While the steering wheel and seats definitely let you know you're not in an ordinary street car, Mazda took some steps to retain driver comfort and luxury, such as the addition of a 300 watt Bose audio system with Centerpoint surround sound and AudioPilot noise compensation technology. I also loved the fact that the RX8 R3 had a Bluetooth hands-free phone system, which could wirelessly detect and connect both my iPhone and my Treo when they were inside the car. Bluetooth is a great feature when you're constantly on the phone, and don't want to get a "cellphone ticket" from pesky cops!
Without a doubt, my favorite feature of the RX8 R3's interior is the addition of these Recaro adjustable sport seats, with leather side bolsters. These seats upclass the standard RX8 interior immensely, from the snug side bolsters to the red stitched RECARO logo on the headrest. These seats transform the standard RX8 interior, making you feel as if you're driving a fully prepared race car on the street.
Many people don't realize how much of a difference having a good seat makes. These Recaros grip you and hold you snugly in place as you carve corners on your favorite stretch of road, or, in my case, as you slice through a slalom course. Having good seats like these allow you to drive the RX8 R3 much faster than a non-Recaro equipped RX8 because the Recaros prevent you from slipping and sliding as the car's weight transfers. What a huge difference; I can't even say it enough.
Even though you can't see it because of the plastic engine cover, underneath the hood lies a 232-horsepower twin rotor Renesis (which incidentally, stems from Rotary Engine Genesis) engine, matched up to a six-speed manual transmission.

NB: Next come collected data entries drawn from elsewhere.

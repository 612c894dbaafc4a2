//! Ranked chunk output for `docidx search`.

use anyhow::Result;

use docindex_core::search::{SearchHit, SearchOptions};

use crate::config::Config;
use crate::ingest;

/// Command-line overrides for `docidx search`.
#[derive(Debug, Clone, Default)]
pub struct SearchArgs {
    pub top_k: Option<usize>,
    pub min_similarity: Option<f32>,
    pub skip_stale: bool,
}

impl SearchArgs {
    pub fn options(&self, config: &Config) -> SearchOptions {
        SearchOptions {
            top_k: self.top_k.unwrap_or(config.search.top_k),
            min_similarity: self.min_similarity.unwrap_or(config.search.min_similarity),
            skip_stale: self.skip_stale || config.search.skip_stale,
        }
    }
}

pub async fn run_search(config: &Config, query: &str, args: &SearchArgs) -> Result<()> {
    if query.trim().is_empty() {
        println!("No results.");
        return Ok(());
    }

    let indexer = ingest::open_indexer(config).await?;
    let hits = indexer.search(query, &args.options(config)).await;
    indexer.store().pool().close().await;
    let hits = hits?;

    if hits.is_empty() {
        println!("No results.");
        return Ok(());
    }
    for (i, hit) in hits.iter().enumerate() {
        print_hit(i + 1, hit);
    }
    Ok(())
}

fn print_hit(rank: usize, hit: &SearchHit) {
    let label = match (hit.chunk.kind.header(), hit.chunk.kind.function()) {
        (Some(header), _) => format!(" § {}", header),
        (None, Some(function)) => format!(" fn {}", function),
        _ => String::new(),
    };
    println!(
        "{}. [{:.3}] {}{}",
        rank, hit.similarity, hit.document.filename, label
    );
    println!("    path: {}", hit.document.path);
    println!(
        "    chunk: {} ({})",
        hit.chunk.chunk_index,
        hit.chunk.kind.tag()
    );
    println!("    excerpt: \"{}\"", excerpt(&hit.chunk.content, 160));
    println!("    id: {}", hit.document.id);
    println!();
}

/// First `max_chars` characters on one line.
fn excerpt(text: &str, max_chars: usize) -> String {
    let flat = text.split_whitespace().collect::<Vec<_>>().join(" ");
    if flat.chars().count() <= max_chars {
        return flat;
    }
    let cut: String = flat.chars().take(max_chars).collect();
    format!("{}…", cut.trim_end())
}

#[cfg(test)]
mod tests {
    use super::*;

    #[test]
    fn test_excerpt_flattens_and_truncates() {
        assert_eq!(excerpt("a\n\n  b\tc", 10), "a b c");
        assert_eq!(excerpt("héllo wörld", 5), "héllo…");
    }

    #[test]
    fn test_args_override_config() {
        let config = Config::default();
        let opts = SearchArgs {
            top_k: Some(3),
            min_similarity: None,
            skip_stale: true,
        }
        .options(&config);
        assert_eq!(opts.top_k, 3);
        assert!((opts.min_similarity - 0.1).abs() < 1e-6);
        assert!(opts.skip_stale);
    }
}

I absolutely loved the feel of the RX8 R3's six-speed manual – and this is coming from a person who is extremely picky when it comes to manual transmissions. The transmission felt solid, responsive, and slightly notchy, which is exactly how a sports car's transmission is supposed to feel. Brilliant.
When I actually tested the car out at an Evoschool Autocross Clinic, I found out that the RX8 R3 version handles much, much better than a normal RX8. Mazda has improved the structural rigidity of the car by adding some additional chassis braces, a trapezoidal strut tower brace, reinforcing the strut tower areas, and by filling the front suspension crossmembers with urethane foam, which is a chassis stiffening technique I've seen practiced by race teams in Japan. This leads to a stiffer, more nimble RX8… which translates to more driver fun when you pitch the car into a corner!
The RX8 R3 also seems to like running at higher speeds than other RX8s. After doing some research, I discovered that this is because the R3 package includes lower ratio gears in the differential. Standard RX8s come with 4.777:1 gears, whereas the R3 version remains comfortable at high speeds because of its 4.444:1 ratio. The lower gear ratio allows the RX8 to cruise the freeways at higher speeds, while maintaining a lower engine RPM.
The fact that the R3 has a six-speed manual transmission also helps with this. The first few transmission gears still have high ratios, so the R3 can accelerate off the line rather quickly, but the addition of the sixth gear, combined with the low differential ratio makes top speed cruising a breeze.
I had a great weekend with the 2009 RX8 R3. I discovered that it's not only an outstanding car to take to the race track, but it's also a fun, good looking car to drive around town daily, with a comfortable interior and great stereo system. No wonder the RX8 has won so many awards globally, including "Car of the Year" awards in the USA, UK, Australia, Singapore, and a ton of other countries.